OAK RIDGE, N.C., May 02, 2023 (GLOBE NEWSWIRE) -- Oak Ridge Financial Services, Inc. (“Oak Ridge”; or the “Company”) (OTCPink: BKOR), the parent company of Bank of Oak Ridge (the “Bank”), announced unaudited financial results for the first three months of 2023, and an increase of $0.02, or 25%, in its quarterly cash dividend to $0.10 per common share.

First Quarter 2023 Performance

  • Earnings per share of $0.47 for the first quarter of 2023, down 15 cents from the year-ago quarter.

  • Annualized return on average common stockholders’ equity of 9.62% for the first quarter 2023, compared to 13.07% for the year-ago quarter.

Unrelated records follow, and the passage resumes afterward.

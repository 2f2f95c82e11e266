//! Estimates the pre-pulse level of each trace.
use super::{Baseline, CalibrationError, MergedWaveform, Real, SampleWindow};

/// Computes the mean and standard error of the mean of the samples within the window.
/// # Parameters
/// - waveform: the merged trace.
/// - window: the pre-signal window, which should not contain any pulse.
pub fn estimate_baseline(
    waveform: &MergedWaveform,
    window: SampleWindow,
) -> Result<Baseline, CalibrationError> {
    let samples = window.slice(&waveform.samples, waveform.channel)?;
    let count = window.len() as Real;
    let mean = samples.iter().map(|&v| v as Real).sum::<Real>() / count;
    let variance = samples
        .iter()
        .map(|&v| (v as Real - mean).powi(2))
        .sum::<Real>()
        / count;
    Ok(Baseline {
        channel: waveform.channel,
        mean,
        stderr: variance.sqrt() / count.sqrt(),
    })
}

/// Applies [estimate_baseline] to every waveform, preserving their order.
#[tracing::instrument(skip_all, level = "debug", fields(num_waveforms = waveforms.len(), %window))]
pub fn estimate_baselines(
    waveforms: &[MergedWaveform],
    window: SampleWindow,
) -> Result<Vec<Baseline>, CalibrationError> {
    waveforms
        .iter()
        .map(|waveform| estimate_baseline(waveform, window))
        .collect()
}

  • Tangible book value per common share of $19.94 as of March 31, 2023, up 7.0%, or $1.31, from $18.63 as of March 31, 2022.

  • Net interest margin of 3.91% for first quarter of 2023, compared to 4.02% for the prior quarter and 4.07% for the year-ago quarter.

  • Efficiency ratio of 71.60% for the first quarter of 2023, compared to 69.64% for the prior quarter and 65.10% for the year-ago quarter.

Summary financial position at March 31, 2023, as compared to December 31, 2022

  • Total assets increased $1.6 million, or 0.3% (1.1% annualized), to $590.9 million at March 31, 2023, from $589.3 million at December 31, 2022.

  • Cash and cash equivalents decreased $17.4 million, or 34.6%, to $32.9 million from $50.4 million at December 31, 2022.

  • Total net loans increased $20.4 million, or 4.8% (19.6% annualized), to $440.8 million at March 31, 2023, from $421.4 million at December 31, 2022.

    • Loans secured by owner-occupied nonfarm nonresidential properties (“Owner occupied CRE”) were $118.6 million and $111.2 million at March 31, 2023 and December 31, 2022, respectively.

    • Loans secured by other nonfarm nonresidential properties (“Non-owner occupied CRE”) were $136.0 million and $130.7 million at March 31, 2023 and December 31, 2022, respectively.

  • Total deposits increased $5.2 million, or 1.1% (4.4% annualized), to $486.2 million at March 31, 2023, from $481.0 million at December 31, 2022.

    • Ratio of estimated uninsured deposits to total deposits of 20.1% at March 31, 2023, compared to 22.1% at December 31, 2022.

  • Stockholders’ equity increased $1.9 million, or 3.5% (14.3% annualized), to $54.5 million at March 31, 2023, from $52.6 million at December 31, 2022.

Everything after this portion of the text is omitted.